En estos días hemos asistido a un baile de cambios en los CV de representantes públicos: doctorados que no lo eran, titulaciones superiores convertidas en tristes cursillos de quince horas y másteres reconocidos como diplomas de seminarios por correspondencia. Son los efectos colaterales del caso Cifuentes.
Es cutre subirse el rango académico, pero esto es más que un ataque de titulitis para embellecer el historial. Estamos ante un posible caso de fraude en el que ha participado hasta el de la guitarra, y quizá eso auguraba su éxito: cuando se implica a todos, todos tienen mucho que perder, y viven unidos por la complicidad del silencio.
El caso Cifuentes no se destapó gracias a una rigurosa investigación periodística ni por el ataque de honestidad de un funcionario, sino por una cuestión de rencor de un compañero que, como reconoce en las páginas de El Mundo, se está vengando del maltrato de la universidad. Es decir, que si hubiesen sido más delicados con él, no habría traicionado la omertá.
Por desgracia, no estamos ante un caso aislado. La misma Universidad que sirvió de paraguas al máster/no máster de Cifuentes pretendía mantener como rector a un tipo acusado de plagio, sin que profesores y alumnos se echasen a la calle para protestar por el oprobio. Errejón, que pretende sustituir a Cifuentes, fue inhabilitado por la Universidad de Málaga por haber disfrutado de una beca de modo fraudulento, y ahí sigue, hablando de la corrupción de la universidad pública igual que Echenique, que tenía al asistente sin contrato, habla de derechos laborales.

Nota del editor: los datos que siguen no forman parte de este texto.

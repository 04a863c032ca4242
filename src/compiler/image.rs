//! Image inlining.
//!
//! Every image a manual references becomes a `data:` URI so a rendered page
//! is a single self-contained file.

use std::io::{self, Read};
use std::path::{Path, PathBuf};
use std::time::Duration;

use base64::Engine;
use percent_encoding::percent_decode_str;
use base64::engine::general_purpose::STANDARD;
use thiserror::Error;

use crate::debug;
use crate::source::fs::SourceFs;
use crate::utils::mime;
use crate::utils::path::clean_relative;

/// Upper bound on a fetched image, guards against unbounded bodies.
const MAX_REMOTE_BYTES: u64 = 32 * 1024 * 1024;

/// Errors raised while loading an image.
#[derive(Debug, Error)]
pub enum ImageError {
    #[error("request failed")]
    Fetch(#[source] Box<ureq::Error>),

    #[error("failed to read image data")]
    Io(#[from] io::Error),

    #[error("`{}` escapes the source root", .0.display())]
    Escape(PathBuf),

    #[error("`{url}` is larger than {limit} bytes")]
    TooLarge { url: String, limit: u64 },
}

/// Turns image references into `data:` URIs.
pub struct ImageInliner {
    agent: ureq::Agent,
    max_bytes: u64,
}

impl ImageInliner {
    pub fn new(timeout: Duration) -> Self {
        Self {
            agent: ureq::AgentBuilder::new().timeout(timeout).build(),
            max_bytes: MAX_REMOTE_BYTES,
        }
    }

    #[cfg(test)]
    fn with_max_bytes(mut self, max_bytes: u64) -> Self {
        self.max_bytes = max_bytes;
        self
    }

    /// Inline one reference made from the manual in `page_dir`.
    ///
    /// `data:` URIs are returned unchanged.
    pub fn inline(
        &self,
        fs: &dyn SourceFs,
        page_dir: &Path,
        reference: &str,
    ) -> Result<String, ImageError> {
        if reference.starts_with("data:") {
            return Ok(reference.to_string());
        }

        let (bytes, ext) = if is_remote(reference) {
            (self.fetch(reference)?, remote_extension(reference))
        } else {
            let path = resolve_local(page_dir, reference)?;
            let ext = extension(&path);
            (fs.read(&path)?, ext)
        };

        Ok(data_uri(&ext, &bytes))
    }

    fn fetch(&self, url: &str) -> Result<Vec<u8>, ImageError> {
        debug!("build"; "fetching image {}", url);
        let response = self
            .agent
            .get(url)
            .call()
            .map_err(|e| ImageError::Fetch(Box::new(e)))?;

        // One byte past the limit tells a full body from a cut one.
        let mut bytes = Vec::new();
        response
            .into_reader()
            .take(self.max_bytes + 1)
            .read_to_end(&mut bytes)?;
        if bytes.len() as u64 > self.max_bytes {
            return Err(ImageError::TooLarge {
                url: url.to_string(),
                limit: self.max_bytes,
            });
        }
        Ok(bytes)
    }
}

fn is_remote(reference: &str) -> bool {
    reference.starts_with("http://") || reference.starts_with("https://")
}

/// Resolve a relative reference against the manual's directory.
fn resolve_local(page_dir: &Path, reference: &str) -> Result<PathBuf, ImageError> {
    let decoded = percent_decode_str(reference).decode_utf8_lossy();
    let joined = page_dir.join(decoded.as_ref());
    clean_relative(&joined).ok_or(ImageError::Escape(joined))
}

fn extension(path: &Path) -> String {
    path.extension()
        .and_then(|e| e.to_str())
        .unwrap_or_default()
        .to_string()
}

/// Extension of the URL path, ignoring query and fragment.
fn remote_extension(url: &str) -> String {
    url::Url::parse(url)
        .map(|parsed| extension(Path::new(parsed.path())))
        .unwrap_or_default()
}

/// `data:image/<subtype>;base64,<payload>`
pub fn data_uri(ext: &str, bytes: &[u8]) -> String {
    format!(
        "data:image/{};base64,{}",
        mime::image_subtype(ext),
        STANDARD.encode(bytes)
    )
}
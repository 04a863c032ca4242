//! Request routing over the built site.
//!
//! Paths are classified by shape alone ([`Route::classify`]); the
//! [`Router`] then redirects, negotiates a language or serves a file.
//!
//! | Path shape                                  | Route            |
//! |---------------------------------------------|------------------|
//! | `/campaigns/{type}/`                        | `CampaignGeneric`|
//! | `/campaigns/{campaign}/{type}/`             | `Language`       |
//! | `/campaigns/{campaign}/{type}/*`            | `Static`         |
//! | `/{ns}/{entity}/`                           | `DisplayNames`   |
//! | `/{ns}/{entity}/{type}/`                    | `EntityGeneric`  |
//! | `/{ns}/{entity}/{type}/{campaign}/`         | `EntityLanguage` |
//! | `/{ns}/{entity}/{type}/{campaign}/*`        | `Static`         |
//!
//! `{ns}` is one of `devices`, `energy_queries`, `cloud_feeds`.

mod handler;

pub use handler::{HandlerError, Reply, Router, status_text};

use crate::core::{CAMPAIGNS, NAMESPACES};

#[derive(Debug, Clone, Copy, PartialEq, Eq)]
pub enum Route {
    /// Insert the `generic` campaign before the manual type
    CampaignGeneric,
    /// Negotiate a language for a campaign manual
    Language,
    /// Serve `display_names.json` of an entity
    DisplayNames,
    /// Append the `generic` campaign
    EntityGeneric,
    /// Negotiate a language, falling back to the manufacturer manual
    EntityLanguage,
    /// Serve a file of the built site
    Static,
    NotFound,
}

impl Route {
    /// Classify cleaned path segments. `is_dir` is whether the request path
    /// ends in `/`; only static routes match file-style paths.
    pub fn classify(segments: &[&str], is_dir: bool) -> Self {
        let Some(&first) = segments.first() else {
            return Self::NotFound;
        };

        let route = if first == CAMPAIGNS {
            match segments.len() {
                1 => Self::NotFound,
                2 => Self::CampaignGeneric,
                3 => Self::Language,
                _ => Self::Static,
            }
        } else if NAMESPACES.contains(&first) {
            match segments.len() {
                1 => Self::NotFound,
                2 => Self::DisplayNames,
                3 => Self::EntityGeneric,
                4 => Self::EntityLanguage,
                _ => Self::Static,
            }
        } else {
            Self::NotFound
        };

        match route {
            Self::Static | Self::NotFound => route,
            _ if is_dir => route,
            _ => Self::NotFound,
        }
    }
}

#[cfg(test)]
mod tests {
    use super::*;

    fn classify(path: &str) -> Route {
        let segments = crate::utils::path::route::segments(path);
        Route::classify(&segments, path.ends_with('/'))
    }

    #[test]
    fn test_campaign_shapes() {
        assert_eq!(classify("/campaigns/installation/"), Route::CampaignGeneric);
        assert_eq!(classify("/campaigns/generic/installation/"), Route::Language);
        assert_eq!(classify("/campaigns/generic/installation/en-US/"), Route::Static);
        assert_eq!(
            classify("/campaigns/generic/installation/assets/a.png"),
            Route::Static
        );
        assert_eq!(classify("/campaigns/"), Route::NotFound);
    }

    #[test]
    fn test_namespace_shapes() {
        for ns in NAMESPACES {
            assert_eq!(classify(&format!("/{ns}/X/")), Route::DisplayNames);
            assert_eq!(classify(&format!("/{ns}/X/installation/")), Route::EntityGeneric);
            assert_eq!(
                classify(&format!("/{ns}/X/installation/demo/")),
                Route::EntityLanguage
            );
            assert_eq!(
                classify(&format!("/{ns}/X/installation/demo/en-US/")),
                Route::Static
            );
            assert_eq!(classify(&format!("/{ns}/")), Route::NotFound);
        }
    }

    #[test]
    fn test_unknown_and_file_shapes() {
        assert_eq!(classify("/"), Route::NotFound);
        assert_eq!(classify("/other/x/"), Route::NotFound);
        assert_eq!(classify("/devices/X/installation/demo"), Route::NotFound);
        assert_eq!(classify("/devices/X"), Route::NotFound);
    }
}
//! Shared helpers: MIME types, HTML escaping, path handling.

pub mod html;
pub mod mime;
pub mod path;
//! Source tree to static site.
//!
//! The [`Transformer`] walks a [`SourceProvider`](crate::source::SourceProvider),
//! renders manuals, copies assets and display names, and expands device
//! repositories named by `details.json` manifests, all into one
//! [`BuildSession`](crate::output::BuildSession).

pub mod image;
pub mod manifest;
pub mod markdown;
pub mod template;
mod transform;

use std::io;
use std::path::PathBuf;

use thiserror::Error;

use crate::source::MappingError;
use crate::source::git::CloneError;
use image::ImageError;

pub use transform::{BuildOptions, BuildStats, Transformer};

/// Errors that abort a build.
#[derive(Debug, Error)]
pub enum BuildError {
    #[error("failed to access `{}`", path.display())]
    Io {
        path: PathBuf,
        #[source]
        source: io::Error,
    },

    #[error(transparent)]
    Mapping(#[from] MappingError),

    #[error(transparent)]
    Clone(#[from] CloneError),

    #[error("invalid manifest `{}`", path.display())]
    Manifest {
        path: PathBuf,
        #[source]
        source: serde_json::Error,
    },

    #[error("no template.html found for `{}`", .0.display())]
    TemplateNotFound(PathBuf),

    #[error("template `{}`: {message}", path.display())]
    Template { path: PathBuf, message: String },

    #[error("failed to inline image `{reference}` in `{}`", page.display())]
    Image {
        page: PathBuf,
        reference: String,
        #[source]
        source: ImageError,
    },

    #[error("more than one source maps to `{}`", .0.display())]
    Collision(PathBuf),
}
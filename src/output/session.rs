//! One build's write session.
//!
//! Output is written into a staging directory next to the destination
//! (`.<name>.staging`). `commit` swaps it into place; dropping an
//! uncommitted session deletes it, so a failed build never touches the
//! published tree.

use std::collections::HashSet;
use std::fs;
use std::io;
use std::path::{Path, PathBuf};

use super::{DirOutput, OutputFs};
use crate::compiler::BuildError;
use crate::debug;

#[derive(Debug)]
pub struct BuildSession {
    destination: PathBuf,
    staging: DirOutput,
    emitted: HashSet<PathBuf>,
    committed: bool,
}

impl BuildSession {
    /// Start a session for `destination`, clearing any stale staging tree.
    pub fn open(destination: &Path) -> io::Result<Self> {
        let staging = sibling(destination, "staging")?;
        let output = DirOutput::new(&staging);
        if staging.exists() {
            debug!("build"; "removing stale staging tree {}", staging.display());
            fs::remove_dir_all(&staging)?;
        }
        output.create_dir_all(Path::new(""))?;

        Ok(Self {
            destination: destination.to_path_buf(),
            staging: output,
            emitted: HashSet::new(),
            committed: false,
        })
    }

    pub fn staging_root(&self) -> &Path {
        self.staging.root()
    }

    /// Number of files written so far.
    pub fn emitted(&self) -> usize {
        self.emitted.len()
    }

    /// Write one output file. Writing the same path twice is a collision.
    pub fn write(&mut self, path: &Path, contents: &[u8]) -> Result<(), BuildError> {
        if !self.emitted.insert(path.to_path_buf()) {
            return Err(BuildError::Collision(path.to_path_buf()));
        }
        self.staging
            .write(path, contents)
            .map_err(|source| BuildError::Io {
                path: path.to_path_buf(),
                source,
            })
    }

    /// Create an output directory (for empty directories in copied trees).
    pub fn create_dir(&self, path: &Path) -> Result<(), BuildError> {
        self.staging
            .create_dir_all(path)
            .map_err(|source| BuildError::Io {
                path: path.to_path_buf(),
                source,
            })
    }

    /// Publish the staging tree at the destination.
    ///
    /// The previous tree is moved aside first and removed only after the
    /// new one is in place.
    pub fn commit(mut self) -> io::Result<PathBuf> {
        let previous = sibling(&self.destination, "old")?;
        if previous.exists() {
            fs::remove_dir_all(&previous)?;
        }

        let had_previous = self.destination.exists();
        if had_previous {
            fs::rename(&self.destination, &previous)?;
        }
        if let Err(e) = fs::rename(self.staging.root(), &self.destination) {
            if had_previous {
                fs::rename(&previous, &self.destination).ok();
            }
            return Err(e);
        }
        self.committed = true;

        if had_previous {
            fs::remove_dir_all(&previous)?;
        }
        Ok(self.destination.clone())
    }
}

impl Drop for BuildSession {
    fn drop(&mut self) {
        if !self.committed {
            self.staging.remove_all(Path::new("")).ok();
        }
    }
}

/// `parent/.<name>.<suffix>` for `parent/<name>`.
fn sibling(destination: &Path, suffix: &str) -> io::Result<PathBuf> {
    let name = destination
        .file_name()
        .and_then(|n| n.to_str())
        .ok_or_else(|| {
            io::Error::new(
                io::ErrorKind::InvalidInput,
                format!("output path `{}` has no directory name", destination.display()),
            )
        })?;
    let parent = destination.parent().unwrap_or(Path::new(""));
    Ok(parent.join(format!(".{name}.{suffix}")))
}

Lo peor de esto no va a ser la caída de un gobierno, ni la defenestración de ningún político, sino constatar que la desvergüenza está instalada en la universidad y al español medio le parece que no es para tanto. Las martingalas de la universidad son consideradas pecados veniales. “Es increíble que Cifuentes vaya a caer por una tontería”, escuché decir a más de una persona.
Es malo que haya políticos que mercadean con las titulaciones, pero es peor que la opinión pública quite importancia a tales desmanes. Mientras sigamos pensando que no es grave falsificar un expediente, o que no cumplir con los compromisos de una beca supone una simple travesura, nuestra universidad no tendrá opción de salir adelante.
No nos importa el fraude universitario porque tampoco nos importa la institución, y por eso consentimos que sea víctima constante del nepotismo, los chanchullos, la falta de competitividad o los recortes. Y por eso, porque saben que en el fondo a la gente le da igual lo que pase tras los muros universitarios, hay políticos que se apuntan a másteres fantasma, gozan de una beca sin dar golpe o salpican los CV de títulos que no tienen. La culpa, pues, no es sólo de ellos. Qué lástima de todo. Qué pena.